WHAT THIS TASK INVOLVES: Take every line in the entries that includes the word "types" and copy it.

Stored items
● ● ● ●
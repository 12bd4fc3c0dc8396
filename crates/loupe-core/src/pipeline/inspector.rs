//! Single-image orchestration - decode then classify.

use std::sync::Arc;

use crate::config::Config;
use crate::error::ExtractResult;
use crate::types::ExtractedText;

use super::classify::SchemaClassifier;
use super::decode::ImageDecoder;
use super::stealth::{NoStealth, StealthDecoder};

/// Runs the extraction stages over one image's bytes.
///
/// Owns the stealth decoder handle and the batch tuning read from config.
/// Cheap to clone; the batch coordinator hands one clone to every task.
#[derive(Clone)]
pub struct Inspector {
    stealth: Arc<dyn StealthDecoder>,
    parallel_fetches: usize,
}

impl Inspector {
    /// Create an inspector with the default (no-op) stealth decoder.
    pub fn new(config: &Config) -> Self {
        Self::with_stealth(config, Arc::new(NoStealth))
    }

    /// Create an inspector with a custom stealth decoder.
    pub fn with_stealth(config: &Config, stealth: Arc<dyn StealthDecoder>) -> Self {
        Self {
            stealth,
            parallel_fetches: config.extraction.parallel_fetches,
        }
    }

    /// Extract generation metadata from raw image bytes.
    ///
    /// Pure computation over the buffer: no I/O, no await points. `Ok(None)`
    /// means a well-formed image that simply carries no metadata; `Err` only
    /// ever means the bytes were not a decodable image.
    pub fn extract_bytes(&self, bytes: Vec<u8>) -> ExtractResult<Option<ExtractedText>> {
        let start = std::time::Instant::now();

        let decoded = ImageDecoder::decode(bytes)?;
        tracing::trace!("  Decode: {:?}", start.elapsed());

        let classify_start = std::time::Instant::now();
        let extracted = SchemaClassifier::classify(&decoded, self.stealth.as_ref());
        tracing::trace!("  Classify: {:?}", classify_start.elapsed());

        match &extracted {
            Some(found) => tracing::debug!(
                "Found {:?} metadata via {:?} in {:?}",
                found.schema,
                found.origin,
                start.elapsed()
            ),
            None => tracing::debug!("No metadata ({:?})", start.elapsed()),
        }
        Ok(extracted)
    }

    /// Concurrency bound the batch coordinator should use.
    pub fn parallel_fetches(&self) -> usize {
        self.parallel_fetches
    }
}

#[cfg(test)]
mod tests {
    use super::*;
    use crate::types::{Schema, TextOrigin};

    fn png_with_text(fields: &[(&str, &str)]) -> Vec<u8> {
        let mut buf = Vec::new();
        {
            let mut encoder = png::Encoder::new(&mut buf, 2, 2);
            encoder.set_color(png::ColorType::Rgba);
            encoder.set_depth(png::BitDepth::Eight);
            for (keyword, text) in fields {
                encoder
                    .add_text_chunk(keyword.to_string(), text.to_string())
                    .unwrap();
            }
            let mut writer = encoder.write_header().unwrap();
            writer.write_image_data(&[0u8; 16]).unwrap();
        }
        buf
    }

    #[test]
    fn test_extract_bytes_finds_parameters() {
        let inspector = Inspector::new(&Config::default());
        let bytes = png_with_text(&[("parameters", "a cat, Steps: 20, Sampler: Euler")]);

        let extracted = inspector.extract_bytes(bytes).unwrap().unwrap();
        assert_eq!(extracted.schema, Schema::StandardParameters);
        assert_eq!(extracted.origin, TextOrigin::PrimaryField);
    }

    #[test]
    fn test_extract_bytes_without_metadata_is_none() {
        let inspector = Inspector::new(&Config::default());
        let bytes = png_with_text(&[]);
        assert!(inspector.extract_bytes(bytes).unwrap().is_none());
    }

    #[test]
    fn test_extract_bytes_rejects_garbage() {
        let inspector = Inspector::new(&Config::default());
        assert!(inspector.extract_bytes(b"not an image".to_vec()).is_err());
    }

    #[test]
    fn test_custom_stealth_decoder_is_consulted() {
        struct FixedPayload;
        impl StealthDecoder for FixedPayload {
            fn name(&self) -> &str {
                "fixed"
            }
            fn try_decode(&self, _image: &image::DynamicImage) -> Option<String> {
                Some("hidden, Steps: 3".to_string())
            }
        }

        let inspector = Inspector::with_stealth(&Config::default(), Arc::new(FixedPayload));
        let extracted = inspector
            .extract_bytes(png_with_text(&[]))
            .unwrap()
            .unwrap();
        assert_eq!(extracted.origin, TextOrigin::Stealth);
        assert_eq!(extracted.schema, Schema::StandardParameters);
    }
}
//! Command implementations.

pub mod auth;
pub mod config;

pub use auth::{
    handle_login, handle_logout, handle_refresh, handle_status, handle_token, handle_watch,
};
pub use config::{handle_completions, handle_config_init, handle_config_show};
● ● ● ●
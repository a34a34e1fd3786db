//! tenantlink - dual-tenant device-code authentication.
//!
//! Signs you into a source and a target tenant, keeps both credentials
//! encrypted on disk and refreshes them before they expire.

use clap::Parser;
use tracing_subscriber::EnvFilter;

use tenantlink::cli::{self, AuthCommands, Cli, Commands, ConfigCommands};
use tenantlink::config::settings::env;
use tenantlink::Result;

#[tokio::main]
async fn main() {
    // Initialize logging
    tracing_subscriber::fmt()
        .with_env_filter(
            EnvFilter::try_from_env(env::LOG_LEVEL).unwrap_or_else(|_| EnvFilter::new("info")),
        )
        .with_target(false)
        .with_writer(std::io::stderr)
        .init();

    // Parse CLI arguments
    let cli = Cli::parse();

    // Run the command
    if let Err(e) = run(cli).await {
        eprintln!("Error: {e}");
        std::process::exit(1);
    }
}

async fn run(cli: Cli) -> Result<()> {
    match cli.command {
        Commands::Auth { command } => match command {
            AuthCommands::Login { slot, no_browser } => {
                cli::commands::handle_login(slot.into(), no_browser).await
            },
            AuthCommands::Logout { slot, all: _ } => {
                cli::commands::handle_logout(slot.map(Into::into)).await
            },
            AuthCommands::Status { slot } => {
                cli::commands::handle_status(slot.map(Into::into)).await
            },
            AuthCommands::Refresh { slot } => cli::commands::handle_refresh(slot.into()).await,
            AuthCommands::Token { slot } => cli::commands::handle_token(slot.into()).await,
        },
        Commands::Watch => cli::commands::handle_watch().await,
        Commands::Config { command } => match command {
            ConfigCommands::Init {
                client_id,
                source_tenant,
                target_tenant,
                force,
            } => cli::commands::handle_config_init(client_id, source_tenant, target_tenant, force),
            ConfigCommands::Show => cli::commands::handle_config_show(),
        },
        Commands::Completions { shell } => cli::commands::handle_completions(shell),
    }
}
● ● ● ●
SOLUTION TO THIS TASK:
use crate::types::ExtractedText;
    use crate::types::{Schema, TextOrigin};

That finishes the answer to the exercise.